Excerpts from a dataset:
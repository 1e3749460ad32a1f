//! # Catalog Crate
//!
//! This crate handles loading and indexing the movie emotion catalog.
//!
//! ## Main Components
//!
//! - **types**: Core domain types (CatalogRow, CatalogStore)
//! - **snapshot**: Versioned snapshot parsing and validation
//! - **error**: Error types for catalog loading
//!
//! ## Example Usage
//!
//! ```ignore
//! use catalog::CatalogStore;
//! use std::path::Path;
//!
//! // Load the snapshot once at startup
//! let store = CatalogStore::load_from_file(Path::new("data/catalog.json"))?;
//!
//! // Query data
//! let row = store.get(603).unwrap();
//! println!("{} has vector {:?}", row.title, row.emotion_vector);
//! ```
//!
//! The store is immutable after loading and shared read-only across all
//! requests; wrap it in `Arc` and never take a lock.

// Public modules
pub mod error;
pub mod snapshot;
pub mod types;

// Re-export commonly used types for convenience
pub use error::{CatalogError, Result};
pub use snapshot::{SNAPSHOT_VERSION, parse_snapshot};
pub use types::{CatalogRow, CatalogStore, EMOTION_DIMS, MovieId};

What you should do:
Using the entries above, give again each line from the one containing "types (CatalogRow, CatalogStore)" through the last line, exactly and only those.

Expected output:
//! - **types**: Core domain types (CatalogRow, CatalogStore)
//! - **snapshot**: Versioned snapshot parsing and validation
//! - **error**: Error types for catalog loading
//!
//! ## Example Usage
//!
//! ```ignore
//! use catalog::CatalogStore;
//! use std::path::Path;
//!
//! // Load the snapshot once at startup
//! let store = CatalogStore::load_from_file(Path::new("data/catalog.json"))?;
//!
//! // Query data
//! let row = store.get(603).unwrap();
//! println!("{} has vector {:?}", row.title, row.emotion_vector);
//! ```
//!
//! The store is immutable after loading and shared read-only across all
//! requests; wrap it in `Arc` and never take a lock.

// Public modules
pub mod error;
pub mod snapshot;
pub mod types;

// Re-export commonly used types for convenience
pub use error::{CatalogError, Result};
pub use snapshot::{SNAPSHOT_VERSION, parse_snapshot};
pub use types::{CatalogRow, CatalogStore, EMOTION_DIMS, MovieId};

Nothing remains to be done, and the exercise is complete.